Creating tables in a S3 Bucket gives “Query failed External location must be a directory”

So here’s why you are here. You are using Presto’s Hive connector and you want to create a new table using an S3 folder that already exists. You have full read/write access to the folder, you can see the folder, but Presto tells you “External location must be a directory”.

Whiskey Tango Foxtrot – The directory isn’t a directory? 

In this example, you have already created your target directory myDir using the AWS S3 console, in a bucket called myBucket,  but attempts to create the customer table in that directory fail:

presto> CREATE TABLE hive.customer ( customer_id bigint, email varchar(64) ) 
WITH ( external_location = 's3a://myBucket/myDir/' , format = 'PARQUET' );

Query 20210104_110546_00015_mhsym failed: External location must be a directory

The issue here is not immediately obvious, read on further to learn more.

Why is the issue occurring?

S3 is an immutable object store and not a traditional file system.

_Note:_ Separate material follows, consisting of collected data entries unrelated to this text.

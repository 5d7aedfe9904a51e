//! Price-series indicators used by the technical estimator.
//!
//! Indicators are pure functions: bar history in, a series of the same length
//! out. Warmup positions hold `f64::NAN`.

pub mod pct_change;
pub mod sma;

pub use pct_change::PctChange;
pub use sma::Sma;

use crate::domain::Bar;

/// A series-in, series-out indicator.
///
/// No value at index t may depend on bars after t.
pub trait Indicator: Send + Sync {
    /// Human-readable name (e.g., "sma_20").
    fn name(&self) -> &str;

    /// Number of leading NaN values before the first valid output.
    fn lookback(&self) -> usize;

    /// Compute over the full series. Output has the same length as `bars`.
    fn compute(&self, bars: &[Bar]) -> Vec<f64>;

    /// Most recent valid value, if the series is long enough.
    fn latest(&self, bars: &[Bar]) -> Option<f64> {
        self.compute(bars).last().copied().filter(|v| !v.is_nan())
    }
}

/// Synthetic bars from close prices, one per calendar day from 2024-01-02.
#[cfg(test)]
pub fn make_bars(closes: &[f64]) -> Vec<Bar> {
    let base_date = chrono::NaiveDate::from_ymd_opt(2024, 1, 2).unwrap();
    closes
        .iter()
        .enumerate()
        .map(|(i, &close)| {
            let open = if i == 0 { close } else { closes[i - 1] };
            Bar {
                symbol: "TEST".to_string(),
                date: base_date + chrono::Duration::days(i as i64),
                open,
                high: open.max(close) + 1.0,
                low: open.min(close) - 1.0,
                close,
                volume: 1000,
            }
        })
        .collect()
}

#[cfg(test)]
pub fn assert_approx(actual: f64, expected: f64, epsilon: f64) {
    assert!(
        (actual - expected).abs() < epsilon,
        "assert_approx failed: actual={actual}, expected={expected}, diff={}, epsilon={epsilon}",
        (actual - expected).abs()
    );
}

#[cfg(test)]
pub const DEFAULT_EPSILON: f64 = 1e-10;
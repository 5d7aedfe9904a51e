//! Alpaca trading API broker.
//!
//! Orders are sent once; a failed POST is reported, never retried.

use super::credentials::{CredentialProvider, Credentials};
use super::options::chain_from_listed;
use super::{validate_order, Broker, BrokerError};
use crate::domain::{
    AccountState, OptionChain, OptionOrderReceipt, OptionOrderRequest, OrderId, OrderReceipt,
    OrderRequest, OrderStatus, Position,
};
use chrono::{DateTime, Utc};
use reqwest::blocking::{Client, RequestBuilder, Response};
use reqwest::StatusCode;
use serde::de::DeserializeOwned;
use serde::{Deserialize, Deserializer, Serialize};
use std::time::Duration;
use tracing::{info, warn};

pub const ALPACA_PAPER_URL: &str = "https://paper-api.alpaca.markets";
pub const ALPACA_LIVE_URL: &str = "https://api.alpaca.markets";

/// Alpaca encodes most numbers as strings.
#[derive(Deserialize)]
#[serde(untagged)]
enum Num {
    Str(String),
    Float(f64),
}

fn num<'de, D: Deserializer<'de>>(d: D) -> Result<f64, D::Error> {
    match Num::deserialize(d)? {
        Num::Float(f) => Ok(f),
        Num::Str(s) => s.trim().parse().map_err(serde::de::Error::custom),
    }
}

fn opt_num<'de, D: Deserializer<'de>>(d: D) -> Result<Option<f64>, D::Error> {
    match Option::<Num>::deserialize(d)? {
        None => Ok(None),
        Some(Num::Float(f)) => Ok(Some(f)),
        Some(Num::Str(s)) if s.trim().is_empty() => Ok(None),
        Some(Num::Str(s)) => s.trim().parse().map(Some).map_err(serde::de::Error::custom),
    }
}

#[derive(Debug, Deserialize)]
struct AccountResponse {
    #[serde(deserialize_with = "num")]
    cash: f64,
    #[serde(deserialize_with = "num")]
    buying_power: f64,
    #[serde(deserialize_with = "num")]
    portfolio_value: f64,
    #[serde(default)]
    daytrade_count: u32,
}

#[derive(Debug, Deserialize)]
struct PositionResponse {
    symbol: String,
    #[serde(deserialize_with = "num")]
    qty: f64,
    #[serde(deserialize_with = "num")]
    avg_entry_price: f64,
    #[serde(deserialize_with = "num")]
    market_value: f64,
    #[serde(deserialize_with = "num")]
    unrealized_pl: f64,
    /// Fraction, not percent.
    #[serde(deserialize_with = "num")]
    unrealized_plpc: f64,
}

impl From<PositionResponse> for Position {
    fn from(p: PositionResponse) -> Self {
        Position {
            symbol: p.symbol,
            quantity: p.qty.trunc() as i64,
            avg_entry_price: p.avg_entry_price,
            market_value: p.market_value,
            unrealized_pl: p.unrealized_pl,
            unrealized_pl_pct: p.unrealized_plpc * 100.0,
        }
    }
}

#[derive(Debug, Serialize)]
struct PriceLevel {
    #[serde(skip_serializing_if = "Option::is_none")]
    limit_price: Option<f64>,
    #[serde(skip_serializing_if = "Option::is_none")]
    stop_price: Option<f64>,
}

#[derive(Debug, Serialize)]
struct OrderBody {
    symbol: String,
    qty: String,
    side: &'static str,
    #[serde(rename = "type")]
    order_type: &'static str,
    time_in_force: &'static str,
    #[serde(skip_serializing_if = "Option::is_none")]
    order_class: Option<&'static str>,
    #[serde(skip_serializing_if = "Option::is_none")]
    take_profit: Option<PriceLevel>,
    #[serde(skip_serializing_if = "Option::is_none")]
    stop_loss: Option<PriceLevel>,
}

impl OrderBody {
    fn equity(order: &OrderRequest) -> Self {
        let bracket = order.bracket;
        Self {
            symbol: order.symbol.clone(),
            qty: order.quantity.to_string(),
            side: order.side.as_str(),
            order_type: "market",
            time_in_force: if bracket.is_some() { "gtc" } else { "day" },
            order_class: bracket.map(|_| "bracket"),
            take_profit: bracket.map(|b| PriceLevel {
                limit_price: Some(b.take_profit),
                stop_price: None,
            }),
            stop_loss: bracket.map(|b| PriceLevel {
                limit_price: None,
                stop_price: Some(b.stop_loss),
            }),
        }
    }

    fn option(order: &OptionOrderRequest) -> Self {
        Self {
            symbol: order.occ_symbol(),
            qty: order.quantity.to_string(),
            side: order.side.as_str(),
            order_type: "market",
            time_in_force: "day",
            order_class: None,
            take_profit: None,
            stop_loss: None,
        }
    }
}

#[derive(Debug, Deserialize)]
struct OrderResponse {
    id: String,
    status: String,
    #[serde(default, deserialize_with = "opt_num")]
    filled_avg_price: Option<f64>,
    submitted_at: Option<DateTime<Utc>>,
}

#[derive(Debug, Deserialize)]
struct ContractsResponse {
    #[serde(default)]
    option_contracts: Vec<Contract>,
}

#[derive(Debug, Deserialize)]
struct Contract {
    #[serde(deserialize_with = "num")]
    strike_price: f64,
}

#[derive(Debug, Deserialize)]
struct ApiMessage {
    #[serde(default)]
    message: String,
}

pub struct LiveBroker {
    client: Client,
    credentials: Credentials,
    base_url: String,
}

impl LiveBroker {
    pub fn new(
        credentials: &dyn CredentialProvider,
        paper: bool,
        timeout: Duration,
    ) -> Result<Self, BrokerError> {
        let client = Client::builder()
            .timeout(timeout)
            .build()
            .map_err(|e| BrokerError::Unavailable(format!("failed to build HTTP client: {e}")))?;
        Ok(Self {
            client,
            credentials: credentials.credentials()?,
            base_url: if paper { ALPACA_PAPER_URL } else { ALPACA_LIVE_URL }.to_string(),
        })
    }

    pub fn with_base_url(mut self, base_url: impl Into<String>) -> Self {
        self.base_url = base_url.into();
        self
    }

    fn authed(&self, req: RequestBuilder) -> RequestBuilder {
        self.credentials
            .alpaca_headers()
            .into_iter()
            .fold(req, |r, (k, v)| r.header(k, v))
    }

    fn send(&self, req: RequestBuilder) -> Result<Response, BrokerError> {
        let resp = self
            .authed(req)
            .send()
            .map_err(|e| BrokerError::Unavailable(e.to_string()))?;
        let status = resp.status();
        if status.is_success() {
            return Ok(resp);
        }
        let message = resp
            .json::<ApiMessage>()
            .map(|m| m.message)
            .unwrap_or_default();
        Err(match status {
            StatusCode::UNAUTHORIZED => BrokerError::Credentials(format!("HTTP 401 {message}")),
            StatusCode::FORBIDDEN | StatusCode::UNPROCESSABLE_ENTITY => {
                BrokerError::OrderRejected(format!("HTTP {status}: {message}"))
            }
            StatusCode::NOT_FOUND => BrokerError::InvalidOrder(format!("not found: {message}")),
            s => BrokerError::Unavailable(format!("HTTP {s}: {message}")),
        })
    }

    fn get<T: DeserializeOwned>(&self, path: &str) -> Result<T, BrokerError> {
        let url = format!("{}{path}", self.base_url);
        self.send(self.client.get(url))?
            .json()
            .map_err(|e| BrokerError::Unavailable(format!("unexpected response from {path}: {e}")))
    }

    fn post_order(&self, body: &OrderBody) -> Result<OrderResponse, BrokerError> {
        let url = format!("{}/v2/orders", self.base_url);
        self.send(self.client.post(url).json(body))?
            .json()
            .map_err(|e| BrokerError::Unavailable(format!("unexpected order response: {e}")))
    }
}

impl Broker for LiveBroker {
    fn name(&self) -> &str {
        "alpaca"
    }

    fn account(&self) -> Result<AccountState, BrokerError> {
        let a: AccountResponse = self.get("/v2/account")?;
        let mut state = AccountState::new(a.cash, a.buying_power, a.portfolio_value);
        state.day_trade_count = a.daytrade_count;
        Ok(state)
    }

    fn positions(&self) -> Result<Vec<Position>, BrokerError> {
        let raw: Vec<PositionResponse> = self.get("/v2/positions")?;
        Ok(raw.into_iter().map(Position::from).collect())
    }

    fn submit_order(&self, order: &OrderRequest) -> Result<OrderReceipt, BrokerError> {
        validate_order(order)?;
        let resp = self.post_order(&OrderBody::equity(order)).map_err(|e| {
            warn!(symbol = %order.symbol, side = %order.side, error = %e, "order failed");
            e
        })?;
        info!(id = %resp.id, side = %order.side, quantity = order.quantity, symbol = %order.symbol, "order placed");
        Ok(OrderReceipt {
            id: OrderId::new(resp.id),
            symbol: order.symbol.clone(),
            side: order.side,
            quantity: order.quantity,
            status: OrderStatus::parse(&resp.status),
            filled_price: resp.filled_avg_price,
            broker: self.name().to_string(),
            submitted_at: resp.submitted_at.unwrap_or_else(Utc::now),
        })
    }

    fn cancel_order(&self, id: &OrderId) -> Result<(), BrokerError> {
        let url = format!("{}/v2/orders/{id}", self.base_url);
        self.send(self.client.delete(url))?;
        Ok(())
    }

    fn submit_option_order(
        &self,
        order: &OptionOrderRequest,
    ) -> Result<OptionOrderReceipt, BrokerError> {
        order.validate().map_err(BrokerError::InvalidOrder)?;
        let resp = self.post_order(&OrderBody::option(order))?;
        info!(id = %resp.id, option = %order.occ_symbol(), quantity = order.quantity, "option order placed");
        Ok(OptionOrderReceipt {
            id: OrderId::new(resp.id),
            status: resp.status,
            symbol: order.symbol.clone(),
            option_symbol: order.occ_symbol(),
            option_type: order.option_type,
            strike: order.strike,
            expiration: order.expiration,
            side: order.side,
            quantity: order.quantity,
            price: resp.filled_avg_price,
            total_cost: resp
                .filled_avg_price
                .map(|p| super::options::contract_cost(p, order.quantity)),
            broker: self.name().to_string(),
            submitted_at: resp.submitted_at.unwrap_or_else(Utc::now),
        })
    }

    fn option_chain(&self, symbol: &str, spot: f64) -> Result<OptionChain, BrokerError> {
        let today = Utc::now().date_naive();
        let path = format!(
            "/v2/options/contracts?underlying_symbols={symbol}&status=active&expiration_date_gte={today}&limit=100"
        );
        let resp: ContractsResponse = self.get(&path)?;
        let listed: Vec<f64> = resp.option_contracts.iter().map(|c| c.strike_price).collect();
        Ok(chain_from_listed(symbol, spot, &listed))
    }
}

#[cfg(test)]
mod tests {
    use super::*;
    use crate::domain::{BracketLevels, OrderSide};

    #[test]
    fn account_numbers_parse_from_strings() {
        let a: AccountResponse = serde_json::from_str(
            r#"{"cash":"1000.50","buying_power":"2001","portfolio_value":1500.0,"daytrade_count":2}"#,
        )
        .unwrap();
        assert_eq!(a.cash, 1000.5);
        assert_eq!(a.buying_power, 2001.0);
        assert_eq!(a.daytrade_count, 2);
    }

    #[test]
    fn position_percent_is_scaled() {
        let p: PositionResponse = serde_json::from_str(
            r#"{"symbol":"SPY","qty":"10","avg_entry_price":"400","market_value":"4400",
            "unrealized_pl":"400","unrealized_plpc":"0.1"}"#,
        )
        .unwrap();
        let pos = Position::from(p);
        assert_eq!(pos.quantity, 10);
        assert!((pos.unrealized_pl_pct - 10.0).abs() < 1e-9);
    }

    #[test]
    fn bracket_order_body() {
        let order = OrderRequest::market("SPY", OrderSide::Buy, 5)
            .with_bracket(BracketLevels::default_long(100.0));
        let json = serde_json::to_value(OrderBody::equity(&order)).unwrap();
        assert_eq!(json["order_class"], "bracket");
        assert_eq!(json["take_profit"]["limit_price"], 120.0);
        assert_eq!(json["stop_loss"]["stop_price"], 95.0);
        assert_eq!(json["qty"], "5");
    }

    #[test]
    fn plain_order_body_has_no_bracket() {
        let order = OrderRequest::market("SPY", OrderSide::Sell, 2);
        let json = serde_json::to_value(OrderBody::equity(&order)).unwrap();
        assert!(json.get("order_class").is_none());
        assert_eq!(json["time_in_force"], "day");
        assert_eq!(json["side"], "sell");
    }

    #[test]
    fn order_response_with_null_fill() {
        let r: OrderResponse = serde_json::from_str(
            r#"{"id":"abc","status":"accepted","filled_avg_price":null,"submitted_at":"2024-03-01T14:00:00Z"}"#,
        )
        .unwrap();
        assert_eq!(r.filled_avg_price, None);
    }
}
//! Custom assertion macros and utilities
//!
//! Provides enhanced assertion macros for better test output and
//! more descriptive error messages.

/// Assert that a result is ok and return the value
#[macro_export]
macro_rules! assert_ok {
    ($result:expr) => {
        match $result {
            Ok(value) => value,
            Err(e) => panic!("Expected Ok, got Err: {:?}", e),
        }
    };
    ($result:expr, $message:expr) => {
        match $result {
            Ok(value) => value,
            Err(e) => panic!("{}: {:?}", $message, e),
        }
    };
}

/// Assert that a result is an error, optionally of a given shape
#[macro_export]
macro_rules! assert_err {
    ($result:expr) => {
        assert!($result.is_err(), "Expected Err, got Ok");
    };
    ($result:expr, $pattern:pat) => {
        match $result {
            Err($pattern) => {}
            Ok(value) => panic!("Expected Err, got Ok: {:?}", value),
            Err(e) => panic!("Expected different error variant, got: {:?}", e),
        }
    };
}

/// Assert that a string contains a substring
#[macro_export]
macro_rules! assert_contains {
    ($haystack:expr, $needle:expr) => {
        assert!(
            $haystack.contains($needle),
            "Expected '{}' to contain '{}'",
            $haystack,
            $needle
        );
    };
}

/// Assert a queue item's status label and, for errors, its message
#[macro_export]
macro_rules! assert_status {
    ($item:expr, "pending") => {
        assert!($item.status.is_pending(), "Expected pending, got {:?}", $item.status);
    };
    ($item:expr, "success") => {
        assert!($item.status.is_success(), "Expected success, got {:?}", $item.status);
    };
    ($item:expr, "error", $message:expr) => {
        assert_eq!(
            $item.status.message(),
            Some($message),
            "Unexpected status {:?}",
            $item.status
        );
    };
}
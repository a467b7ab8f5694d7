//! Record store
//!
//! The local copy of every record the user has collected, keyed by
//! [`RecordKey`]. Upload outcomes only touch a record's sync state (and the
//! cover reference after an overridable conflict); the field data stays as
//! the user left it.

use crate::shared::record::{Record, RecordKey, RecordSyncState};
use serde::{Deserialize, Serialize};

#[derive(Debug, Clone, Default, Serialize, Deserialize, PartialEq)]
#[serde(transparent)]
pub struct RecordStore {
    records: Vec<Record>,
}

impl From<Vec<Record>> for RecordStore {
    fn from(records: Vec<Record>) -> Self {
        Self { records }
    }
}

impl RecordStore {
    pub fn new() -> Self {
        Self::default()
    }

    pub fn records(&self) -> &[Record] {
        &self.records
    }

    pub fn len(&self) -> usize {
        self.records.len()
    }

    pub fn is_empty(&self) -> bool {
        self.records.is_empty()
    }

    pub fn get(&self, key: &RecordKey) -> Option<&Record> {
        self.records.iter().find(|record| record.matches(key))
    }

    fn get_mut(&mut self, key: &RecordKey) -> Option<&mut Record> {
        self.records.iter_mut().find(|record| record.matches(key))
    }

    /// Add a record, replacing any record with the same key
    pub fn insert(&mut self, record: Record) {
        if !self.update(record.clone()) {
            self.records.push(record);
        }
    }

    /// Replace the record with the same key; false if there is none
    pub fn update(&mut self, record: Record) -> bool {
        let Some(key) = record.key() else {
            return false;
        };
        match self.get_mut(&key) {
            Some(existing) => {
                *existing = record;
                true
            }
            None => false,
        }
    }

    pub fn remove(&mut self, key: &RecordKey) -> Option<Record> {
        let index = self.records.iter().position(|record| record.matches(key))?;
        Some(self.records.remove(index))
    }

    pub fn set_sync_state(&mut self, key: &RecordKey, state: RecordSyncState) -> bool {
        match self.get_mut(key) {
            Some(record) => {
                record.sync_state = Some(state);
                true
            }
            None => false,
        }
    }

    pub fn set_cover_id(&mut self, key: &RecordKey, cover_id: &str) -> bool {
        match self.get_mut(key) {
            Some(record) => {
                record.cover_id = Some(cover_id.to_string());
                true
            }
            None => false,
        }
    }
}
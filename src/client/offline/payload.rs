//! Payload builder
//!
//! Turns a [`Record`] into the flat parameter map and staged file list the
//! dispatcher sends. Field mapping is declared per record type through
//! [`FormSchema`]; this module adds the envelope keys (`id`, `coverId`) and
//! leaves out local bookkeeping (`tempId`, sync state).

use crate::shared::form::{FormSchema, FormWriter, Payload};
use crate::shared::record::{Record, RecordBody};

pub struct PayloadBuilder;

impl PayloadBuilder {
    pub fn build(record: &Record) -> Payload {
        let mut payload = Payload::default();
        {
            let mut writer = FormWriter::new(&mut payload);
            writer.field("id", &record.id);
            writer.field("coverId", &record.cover_id);
            match &record.body {
                RecordBody::Survey(survey) => survey.write_form(&mut writer),
                RecordBody::Germplasm(germplasm) => germplasm.write_form(&mut writer),
            }
        }

        tracing::debug!(
            "[SYNC] built {} payload: {} field(s), {} file(s)",
            record.kind(),
            payload.params.len(),
            payload.files.len()
        );
        payload
    }
}

#[cfg(test)]
mod tests {
    use super::*;
    use crate::shared::form::FormValue;
    use crate::shared::media::{Media, RemoteMedia};
    use crate::shared::record::{Coordinate, Germplasm, GermplasmDetail, Survey};
    use chrono::{NaiveDate, TimeZone, Utc};
    use pretty_assertions::assert_eq;
    use std::path::PathBuf;

    fn wire(payload: &Payload, key: &str) -> String {
        payload
            .params
            .get(key)
            .map(FormValue::to_wire)
            .unwrap_or_else(|| panic!("missing key {}", key))
    }

    #[test]
    fn test_survey_flattening() {
        let record = Record::survey(Survey {
            tree_species: Some("Quercus".to_string()),
            common_name: Some(String::new()),
            estimated_age: Some(0),
            is_rare_species: Some(false),
            location: Some(Coordinate { x: 93.5, y: 29.25 }),
            investigator_id: Some(12),
            discovery_date: NaiveDate::from_ymd_opt(2024, 4, 30),
            multimedia: vec![
                Media::local("/data/photo-0.jpg"),
                Media::Remote(RemoteMedia {
                    id: "31".to_string(),
                    name: Some("old.jpg".to_string()),
                    path: Some("/upload/old.jpg".to_string()),
                    url: Some("https://cdn.example.org/old.jpg".to_string()),
                    screenshot_path: None,
                    media_type: Some("image".to_string()),
                }),
                Media::local("file:///data/photo-1.jpg"),
            ],
            ..Default::default()
        })
        .with_temp_id("t1");

        let payload = PayloadBuilder::build(&record);

        assert_eq!(wire(&payload, "treeSpecies"), "Quercus");
        assert_eq!(wire(&payload, "estimatedAge"), "0");
        assert_eq!(wire(&payload, "isRareSpecies"), "false");
        assert_eq!(wire(&payload, "location.x"), "93.5");
        assert_eq!(wire(&payload, "location.y"), "29.25");
        assert_eq!(wire(&payload, "discoveryDate"), "2024-04-30");
        assert_eq!(wire(&payload, "multimedia_[0].id"), "31");
        assert_eq!(wire(&payload, "multimedia_[0].type"), "image");
        assert!(!payload.params.contains_key("commonName"));
        assert!(!payload.params.contains_key("investigatorId"));
        assert!(!payload.params.contains_key("tempId"));
        assert!(!payload.params.contains_key("id"));

        let files: Vec<_> = payload
            .files
            .iter()
            .map(|f| (f.name.as_str(), f.path.clone()))
            .collect();
        assert_eq!(
            files,
            vec![
                ("multimedia[0]", PathBuf::from("/data/photo-0.jpg")),
                ("multimedia[1]", PathBuf::from("/data/photo-1.jpg")),
            ]
        );
    }

    #[test]
    fn test_envelope_keys() {
        let mut record = Record::survey(Survey::default()).with_id(88);
        record.cover_id = Some("501".to_string());

        let payload = PayloadBuilder::build(&record);
        assert_eq!(wire(&payload, "id"), "88");
        assert_eq!(wire(&payload, "coverId"), "501");
        assert!(!payload.has_files());
    }

    #[test]
    fn test_germplasm_details_and_dates() {
        let record = Record::germplasm(Germplasm {
            code_number: Some("GP-7".to_string()),
            collect_time: Some(Utc.with_ymd_and_hms(2024, 5, 1, 8, 30, 0).unwrap()),
            signature_date: NaiveDate::from_ymd_opt(2024, 5, 2),
            collector_signature: vec![Media::local("file:///sign/collector.png")],
            details: vec![
                GermplasmDetail {
                    temp_id: Some("d0".to_string()),
                    collect_part: Some("seed".to_string()),
                    ..Default::default()
                },
                GermplasmDetail {
                    temp_id: Some("d1".to_string()),
                    collect_part: Some("scion".to_string()),
                    germplasm_sample_closeup: vec![
                        Media::remote(4, "https://cdn.example.org/4.jpg"),
                        Media::local("/data/closeup.jpg"),
                    ],
                    ..Default::default()
                },
            ],
            ..Default::default()
        })
        .with_temp_id("g1");

        let payload = PayloadBuilder::build(&record);

        assert_eq!(wire(&payload, "collectTime"), "2024-05-01T08:30:00.000Z");
        assert_eq!(wire(&payload, "signatureDate"), "2024-05-02");
        assert_eq!(wire(&payload, "details[0].collectPart"), "seed");
        assert_eq!(wire(&payload, "details[1].collectPart"), "scion");
        assert_eq!(wire(&payload, "details[1].germplasmSampleCloseup[0].id"), "4");
        assert!(!payload.params.keys().any(|k| k.ends_with("tempId")));

        let names: Vec<_> = payload.files.iter().map(|f| f.name.as_str()).collect();
        assert_eq!(
            names,
            vec!["collectorSignature[0]", "details[1].germplasmSampleCloseup[0]"]
        );
    }
}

Objects are stored as key-value pairs internally, the key is the “Path” and the value is the actual object. There is no such thing as a folder in the traditional filesystem sense of the world. All there is are objects and associated metadata. If the path doesn’t have the appropriate metadata associated with it (in this case content-type: ‘application/x-directory’) Presto will complain that the path is not a directory

You have 2 primary options of addressing the issue:

  1. Manually associate the metadata via the AWS Console UI
  2. Copy the object over again using S3 command line or python script

Note: Since S3 is an immutable store, so there is no way to simply “update the metadata”. Under the covers, if you use the AWS Console, the UI is performing a clone of the object and updating the metadata. If you need to do it via API you have to perform a copyObject and update the metadata. 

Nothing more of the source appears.